Le sourire qu’il lui afficha dévoila toutes ses dents, et Keqing rigola. Aiguo était chouette et gentil, elle était super contente de l’avoir rencontré.  Ça aurait pu ne jamais arriver : sa famille à lui vivait loin de la capitale, Liyue, dans le village de Quinqce, au nord. Il fallait une longue journée et demie de marche pour aller d’une ville à l’autre, les parents de la fillette lui avaient dit. Elle, elle n’y était jamais allé, parce qu’elle travaillait beaucoup. On lui répétait tout le temps que beaucoup de gens comptaient sur elle, parce qu’un jour, elle succèderait à son père en tant que l’une des Sept Étoiles. De ce qu’elle avait compris, c’étaient les sept personnes les plus influentes de Liyue qui appartenaient à ce groupe, et ils avaient des liens très forts avec le Souverain de la Roche.

Elle fit la moue. Elle ne croyait pas trop en l’Archon Géo. Tout le monde dans cette nation ne jurait que par lui, et on attendait chaque année de savoir les politiques qu’il avait prévues pour la ville, mais elle, elle ne voulait pas vraiment attendre après lui pour vivre sa vie. Elle se moquait bien de toute ces histoires autour des yeux divins, ces drôles d’objets ronds en verre confiés à certains par les dieux, et capables de permettre d’utiliser le pouvoir des éléments. Elle, elle n’en avait pas, et elle était très contente comme ça. Tout ce qu’elle accomplirait, elle l’accomplirait elle-même, par ses propres moyens, et puis voilà.

Mais pour l’instant, elle préférait profiter de la journée.

–       On joue à chat ? demanda-t-elle ! C’est toi le chat !

–       Eh, pas si vite ! Attends, je vais t’attraper.

Le jeu commença entre eux. Elle s’entendait bien Aiguo aussi pour ça : il ne la considérait pas comme quelqu’un d’important. Chaque fois qu’elle sortait avec ses parents, pour aller en ville, par exemple, une ou plusieurs des personnes qu’ils croisaient s’arrêtaient et s’inclinaient à leur passage, juste parce qu’ils étaient un peu plus importants que les autres. Elle n’aimait pas trop ça. Même les autres enfants la renvoyaient à son statut particulier.

Sauf son meilleur copain. Il se fichait bien de ça, dans le fond, même s’il savait l’importance de sa position.

Elle finit par se retrouver dans l’herbe, sèche et chaude qui sentait bon, son ami penché au-dessus d’elle, et ils rigolèrent aux éclats. Il se laissa tomber près d’elle, et ils regardèrent défiler les nuages au-dessus de leur tête.

–       Dis… Tu sais déjà ce que tu voudras faire, quand tu seras grand ? demanda-t-elle en laissant ses petites mains reposer sur sa poitrine.
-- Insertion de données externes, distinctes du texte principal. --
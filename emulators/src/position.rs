//! FEN 摆子解析
//!
//! 模拟器只需要棋子摆放，不依赖规则库。

use thiserror::Error;

/// 标准开局 FEN
pub const STARTING_FEN: &str = "rnbqkbnr/pppppppp/8/8/8/8/PPPPPPPP/RNBQKBNR w KQkq - 0 1";

/// 摆子解析错误
#[derive(Error, Debug, Clone, PartialEq, Eq)]
pub enum PlacementError {
    #[error("Invalid FEN placement: {0}")]
    Invalid(String),
}

/// 64 格摆子，逻辑索引（0 = a1）
#[derive(Clone, Copy, Debug, PartialEq, Eq)]
pub struct Placement([Option<char>; 64]);

impl Placement {
    /// 解析 FEN（只取第一个字段）
    pub fn from_fen(fen: &str) -> Result<Self, PlacementError> {
        let board = fen.split_whitespace().next().unwrap_or("");
        let ranks: Vec<&str> = board.split('/').collect();
        if ranks.len() != 8 {
            return Err(PlacementError::Invalid(fen.to_string()));
        }

        let mut squares = [None; 64];
        for (i, rank_text) in ranks.iter().enumerate() {
            let rank = 7 - i;
            let mut file = 0usize;
            for c in rank_text.chars() {
                if let Some(skip) = c.to_digit(10) {
                    file += skip as usize;
                } else if "pnbrqkPNBRQK".contains(c) {
                    if file >= 8 {
                        return Err(PlacementError::Invalid(fen.to_string()));
                    }
                    squares[rank * 8 + file] = Some(c);
                    file += 1;
                } else {
                    return Err(PlacementError::Invalid(fen.to_string()));
                }
            }
            if file != 8 {
                return Err(PlacementError::Invalid(fen.to_string()));
            }
        }
        Ok(Self(squares))
    }

    pub fn starting() -> Self {
        // 常量 FEN 必定合法
        Self::from_fen(STARTING_FEN).unwrap_or(Self([None; 64]))
    }

    pub fn from_squares(squares: [Option<char>; 64]) -> Self {
        Self(squares)
    }

    /// 逻辑索引处的棋子
    pub fn at(&self, square: u8) -> Option<char> {
        self.0.get(square as usize).copied().flatten()
    }

    /// a8..h1 行优先，空格为 '.'
    pub fn to_row_major_string(&self) -> String {
        (0..8u8)
            .rev()
            .flat_map(|rank| (0..8u8).map(move |file| rank * 8 + file))
            .map(|sq| self.at(sq).unwrap_or('.'))
            .collect()
    }
}

impl Default for Placement {
    fn default() -> Self {
        Self::starting()
    }
}

#[cfg(test)]
mod tests {
    use super::*;

    #[test]
    fn test_starting_placement() {
        let p = Placement::starting();
        assert_eq!(p.at(0), Some('R'));
        assert_eq!(p.at(4), Some('K'));
        assert_eq!(p.at(60), Some('k'));
        assert_eq!(p.at(28), None);
    }

    #[test]
    fn test_row_major_string() {
        let s = Placement::starting().to_row_major_string();
        assert_eq!(s.len(), 64);
        assert!(s.starts_with("rnbqkbnrpppppppp"));
        assert!(s.ends_with("PPPPPPPPRNBQKBNR"));
        assert_eq!(&s[16..48], ".".repeat(32));
    }

    #[test]
    fn test_invalid_fen() {
        assert!(Placement::from_fen("8/8/8").is_err());
        assert!(Placement::from_fen("9/8/8/8/8/8/8/8 w - - 0 1").is_err());
        assert!(Placement::from_fen("x7/8/8/8/8/8/8/8 w - - 0 1").is_err());
    }
}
Elle ne se rendait compte que maintenant qu’elle ne lui avait jamais posé la question. Et sur ce point-là, elle était jalouse : il pouvait être tout ce qu’il voulait, quand elle n’avait même pas le droit de choisir, c’était vraiment trop injuste. Pourquoi est-ce que son papa et sa maman l’obligeaient à tellement de choses alors qu’il y avait sa petite sœur qui remplirait tout aussi bien le rôle lorsqu’elle serait plus grande ? D’ailleurs, en ce moment, il y en avait beaucoup voire toujours pour elle ; dès qu’elle pleurait, dès qu’elle bougeait, même, on accourait vers elle alors que son aînée devait se conduire « comme une grande fille ». Comme si elle n’en était pas déjà une !

Un soupir s’échappa de ses lèvres. Au fond, c’était peut-être mieux qu’elle fût la prochaine Étoile plutôt que sa sœur. Au moins, celle-ci aurait sans doute plein de temps pour s’amuser, même si ça voulait dire qu’en tant que la plus grande, Keqing serait toute seule pour assumer.
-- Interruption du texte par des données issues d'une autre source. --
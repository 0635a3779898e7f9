//! 蓝牙传输：BLE GATT 与 RFCOMM SPP
//!
//! BLE 只服务一个客户端，订阅数据通知即视为连接，订阅停止即断开。
//! RFCOMM 只承载 Millennium 协议。

use std::collections::HashMap;
use std::sync::Arc;
use std::time::Duration;

use bluer::adv::Advertisement;
use bluer::gatt::local::{
    Application, Characteristic, CharacteristicNotifier, CharacteristicNotify,
    CharacteristicNotifyMethod, CharacteristicWrite, CharacteristicWriteMethod, Service,
};
use bluer::rfcomm::{Profile, Role};
use bluer::Uuid;
use centaur_emulators::{Channel, MessageSink, Outbound, Protocol};
use centaur_protocol::{RawReader, RawWriter, TransportType};
use futures::{FutureExt, StreamExt};
use tokio::sync::{mpsc, Mutex};
use tracing::{debug, info, warn};

use super::{run_session, serve_stream, ServerContext};
use crate::error::Result;

/// Serial Port Profile
pub const SPP_UUID: Uuid = Uuid::from_u128(0x00001101_0000_1000_8000_00805f9b34fb);

pub const MILLENNIUM_SERVICE: Uuid = Uuid::from_u128(0x49535343_fe7d_4ae5_8fa9_9fafd205e455);
pub const MILLENNIUM_RX: Uuid = Uuid::from_u128(0x49535343_8841_43f4_a8d4_ecbe34729bb3);
pub const MILLENNIUM_TX: Uuid = Uuid::from_u128(0x49535343_1e4d_4bd9_ba61_23c647249616);

pub const NORDIC_SERVICE: Uuid = Uuid::from_u128(0x6e400001_b5a3_f393_e0a9_e50e24dcca9e);
pub const NORDIC_RX: Uuid = Uuid::from_u128(0x6e400002_b5a3_f393_e0a9_e50e24dcca9e);
pub const NORDIC_TX: Uuid = Uuid::from_u128(0x6e400003_b5a3_f393_e0a9_e50e24dcca9e);

pub const CHESSNUT_FEN_SERVICE: Uuid = Uuid::from_u128(0x1b7e8261_2877_41c3_b46e_cf057c562023);
pub const CHESSNUT_FEN_NOTIFY: Uuid = Uuid::from_u128(0x1b7e8262_2877_41c3_b46e_cf057c562023);
pub const CHESSNUT_OP_SERVICE: Uuid = Uuid::from_u128(0x1b7e8271_2877_41c3_b46e_cf057c562023);
pub const CHESSNUT_OP_WRITE: Uuid = Uuid::from_u128(0x1b7e8272_2877_41c3_b46e_cf057c562023);
pub const CHESSNUT_OP_NOTIFY: Uuid = Uuid::from_u128(0x1b7e8273_2877_41c3_b46e_cf057c562023);

/// 订阅状态检查间隔
const WATCH_INTERVAL: Duration = Duration::from_millis(500);

// ============================================================================
// GATT 布局
// ============================================================================

/// 特征的用途
#[derive(Clone, Copy, Debug, PartialEq, Eq)]
pub enum CharRole {
    /// 客户端写入，字节送入模拟器
    Write,
    /// 向客户端通知指定通道的出站消息
    Notify(Channel),
}

#[derive(Clone, Debug, PartialEq, Eq)]
pub struct ServiceLayout {
    pub uuid: Uuid,
    pub characteristics: Vec<(Uuid, CharRole)>,
}

/// 协议对应的 GATT 服务集合
pub fn gatt_layout(protocol: Protocol) -> Vec<ServiceLayout> {
    match protocol {
        Protocol::Millennium => vec![ServiceLayout {
            uuid: MILLENNIUM_SERVICE,
            characteristics: vec![
                (MILLENNIUM_RX, CharRole::Write),
                (MILLENNIUM_TX, CharRole::Notify(Channel::Data)),
            ],
        }],
        Protocol::Pegasus => vec![ServiceLayout {
            uuid: NORDIC_SERVICE,
            characteristics: vec![
                (NORDIC_RX, CharRole::Write),
                (NORDIC_TX, CharRole::Notify(Channel::Data)),
            ],
        }],
        Protocol::Chessnut => vec![
            ServiceLayout {
                uuid: CHESSNUT_FEN_SERVICE,
                characteristics: vec![(CHESSNUT_FEN_NOTIFY, CharRole::Notify(Channel::Data))],
            },
            ServiceLayout {
                uuid: CHESSNUT_OP_SERVICE,
                characteristics: vec![
                    (CHESSNUT_OP_WRITE, CharRole::Write),
                    (CHESSNUT_OP_NOTIFY, CharRole::Notify(Channel::Control)),
                ],
            },
        ],
    }
}

// ============================================================================
// BLE 服务
// ============================================================================

/// 当前 BLE 客户端
#[derive(Default)]
struct Link {
    incoming: Option<mpsc::UnboundedSender<Vec<u8>>>,
    notifiers: HashMap<Channel, CharacteristicNotifier>,
}

impl Link {
    fn disconnect(&mut self) {
        self.notifiers.clear();
        // 关闭输入通道即结束会话
        self.incoming = None;
    }
}

/// BLE GATT 外设
pub struct BleServer {
    ctx: ServerContext,
    protocol: Protocol,
}

impl BleServer {
    pub fn new(ctx: ServerContext, protocol: Protocol) -> Self {
        Self { ctx, protocol }
    }

    /// 广播并服务 GATT 应用，直到任务被取消
    pub async fn run(self) -> Result<()> {
        let session = bluer::Session::new().await?;
        let adapter = session.default_adapter().await?;
        adapter.set_powered(true).await?;

        let layout = gatt_layout(self.protocol);
        let advertisement = Advertisement {
            service_uuids: layout.iter().map(|s| s.uuid).collect(),
            local_name: Some(self.protocol.local_name().to_string()),
            discoverable: Some(true),
            ..Default::default()
        };
        let _advertisement = adapter.advertise(advertisement).await?;
        info!(
            "BLE 广播 {} ({}) 于适配器 {}",
            self.protocol.local_name(),
            self.protocol,
            adapter.name()
        );

        let link = Arc::new(Mutex::new(Link::default()));
        let (out_tx, out_rx) = mpsc::unbounded_channel::<Outbound>();
        let sink: MessageSink = Arc::new(move |message| {
            let _ = out_tx.send(message);
        });

        let application = Application {
            services: layout
                .iter()
                .map(|service| self.service(service, &link, &sink))
                .collect(),
            ..Default::default()
        };
        let _application = adapter.serve_gatt_application(application).await?;

        tokio::spawn(forward_notifications(link.clone(), out_rx));

        let mut ticker = tokio::time::interval(WATCH_INTERVAL);
        loop {
            ticker.tick().await;
            let mut link = link.lock().await;
            let stopped = link
                .notifiers
                .get(&Channel::Data)
                .is_some_and(|n| n.is_stopped());
            if stopped {
                info!("BLE 客户端取消订阅，断开");
                link.disconnect();
            }
        }
    }

    fn service(&self, layout: &ServiceLayout, link: &Arc<Mutex<Link>>, sink: &MessageSink) -> Service {
        let characteristics = layout
            .characteristics
            .iter()
            .map(|&(uuid, role)| match role {
                CharRole::Write => write_characteristic(uuid, link.clone()),
                CharRole::Notify(channel) => notify_characteristic(
                    uuid,
                    channel,
                    link.clone(),
                    self.ctx.clone(),
                    self.protocol,
                    sink.clone(),
                ),
            })
            .collect();
        Service {
            uuid: layout.uuid,
            primary: true,
            characteristics,
            ..Default::default()
        }
    }
}

fn write_characteristic(uuid: Uuid, link: Arc<Mutex<Link>>) -> Characteristic {
    Characteristic {
        uuid,
        write: Some(CharacteristicWrite {
            write: true,
            write_without_response: true,
            method: CharacteristicWriteMethod::Fun(Box::new(move |value, _request| {
                let link = link.clone();
                async move {
                    match link.lock().await.incoming.as_ref() {
                        Some(tx) => {
                            let _ = tx.send(value);
                        }
                        None => debug!("未订阅前的写入被丢弃: {:02x?}", value),
                    }
                    Ok(())
                }
                .boxed()
            })),
            ..Default::default()
        }),
        ..Default::default()
    }
}

fn notify_characteristic(
    uuid: Uuid,
    channel: Channel,
    link: Arc<Mutex<Link>>,
    ctx: ServerContext,
    protocol: Protocol,
    sink: MessageSink,
) -> Characteristic {
    Characteristic {
        uuid,
        notify: Some(CharacteristicNotify {
            notify: true,
            method: CharacteristicNotifyMethod::Fun(Box::new(move |notifier| {
                let link = link.clone();
                let ctx = ctx.clone();
                let sink = sink.clone();
                async move {
                    let mut link = link.lock().await;
                    link.notifiers.insert(channel, notifier);
                    if channel != Channel::Data || link.incoming.is_some() {
                        return;
                    }
                    info!("BLE 客户端订阅通知，会话开始");
                    let (tx, rx) = mpsc::unbounded_channel();
                    link.incoming = Some(tx);
                    tokio::spawn(async move {
                        run_session(ctx, Some(protocol), sink, rx, &TransportType::Ble.to_string()).await;
                    });
                }
                .boxed()
            })),
            ..Default::default()
        }),
        ..Default::default()
    }
}

/// 把模拟器出站消息写到对应通道的通知特征
async fn forward_notifications(link: Arc<Mutex<Link>>, mut out_rx: mpsc::UnboundedReceiver<Outbound>) {
    while let Some(message) = out_rx.recv().await {
        let mut link = link.lock().await;
        let Some(notifier) = link.notifiers.get_mut(&message.channel) else {
            debug!("{:?} 通道未订阅，丢弃 {} 字节", message.channel, message.bytes.len());
            continue;
        };
        if let Err(e) = notifier.notify(message.bytes).await {
            warn!("BLE 通知失败: {}", e);
            if message.channel == Channel::Data {
                link.disconnect();
            }
        }
    }
}

// ============================================================================
// RFCOMM
// ============================================================================

/// RFCOMM 串口服务（Millennium）
pub struct RfcommServer {
    ctx: ServerContext,
    name: String,
    channel: u16,
}

impl RfcommServer {
    pub fn new(ctx: ServerContext, name: impl Into<String>, channel: u16) -> Self {
        Self {
            ctx,
            name: name.into(),
            channel,
        }
    }

    pub async fn run(self) -> Result<()> {
        let session = bluer::Session::new().await?;
        let profile = Profile {
            uuid: SPP_UUID,
            name: Some(self.name.clone()),
            channel: Some(self.channel),
            role: Some(Role::Server),
            require_authentication: Some(false),
            require_authorization: Some(false),
            ..Default::default()
        };
        let mut requests = session.register_profile(profile).await?;
        info!("RFCOMM 服务 \"{}\" 注册于通道 {}", self.name, self.channel);

        while let Some(request) = requests.next().await {
            let label = format!("{}:{}", TransportType::Rfcomm, request.device());
            let stream = match request.accept() {
                Ok(stream) => stream,
                Err(e) => {
                    warn!("接受 RFCOMM 连接失败: {}", e);
                    continue;
                }
            };
            info!("新客户端连接: {}", label);
            let (reader, writer) = tokio::io::split(stream);
            tokio::spawn(serve_stream(
                self.ctx.clone(),
                Some(Protocol::Millennium),
                RawReader::new(reader),
                RawWriter::new(writer),
                label,
            ));
        }
        Ok(())
    }
}

#[cfg(test)]
mod tests {
    use super::*;

    #[test]
    fn test_layout_matches_protocol() {
        let millennium = gatt_layout(Protocol::Millennium);
        assert_eq!(millennium.len(), 1);
        assert_eq!(millennium[0].uuid, MILLENNIUM_SERVICE);

        let pegasus = gatt_layout(Protocol::Pegasus);
        assert_eq!(pegasus[0].uuid, NORDIC_SERVICE);
        assert_eq!(
            pegasus[0].characteristics,
            vec![(NORDIC_RX, CharRole::Write), (NORDIC_TX, CharRole::Notify(Channel::Data))]
        );
    }

    #[test]
    fn test_chessnut_uses_control_channel() {
        let layout = gatt_layout(Protocol::Chessnut);
        assert_eq!(layout.len(), 2);
        let notifies: Vec<Channel> = layout
            .iter()
            .flat_map(|s| s.characteristics.iter())
            .filter_map(|&(_, role)| match role {
                CharRole::Notify(channel) => Some(channel),
                CharRole::Write => None,
            })
            .collect();
        assert_eq!(notifies, vec![Channel::Data, Channel::Control]);
        assert_eq!(SPP_UUID.to_string(), "00001101-0000-1000-8000-00805f9b34fb");
    }
}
–       Ouais, je veux devenir un membre des Millelithes !

La réponse la fit sursauter et elle tourna la tête vers lui, étonnée. Elle avait toujours cru qu’il deviendrait mineur, comme son papa avant lui.

–       C’est très compliqué de devenir un vrai garde, tu sais. Pourquoi tu voudrais devenir un soldat ?

–       Ben, c’est pourtant évident, non ? Comme ça, je pourrai te protéger quand tu remplaceras ton père à la position d’Alioth !

Ils se redressèrent d’un même mouvement.

–       Tu… Tu veux dire, commença la fillette, que tu veux vraiment rester avec moi ? Tu n’as pas envie d’aller… voir ailleurs ?

–       Bien sûr que non ! J’adore Liyue. Et puis, je veux veiller sur toi pour être sûr qu’il ne t’arrive rien. Je te promets que je serai toujours là pour toi.

Pour ponctuer ces paroles, il lui tendit la main, le sourire aux lèvres. Un vent léger balaya sa tignasse blond délavé.

Émue, elle posa une main sur sa bouche, et avant que les larmes ne brouillent complètement sa vue, elle se jeta sur lui et le serra de toutes ses forces, peut-être même un tout petit peu trop. D’ailleurs, il parut surpris de son geste, et elle crut qu’elle lui avait fait mal, mais lorsqu’elle l’entendit rigoler, cela la rassura, et elle se mit à rire, elle aussi. Si ce que lui avait dit son copain était vrai, alors, pour la toute première fois de sa vie, elle avait vraiment hâte de devenir l’une des Sept Étoiles.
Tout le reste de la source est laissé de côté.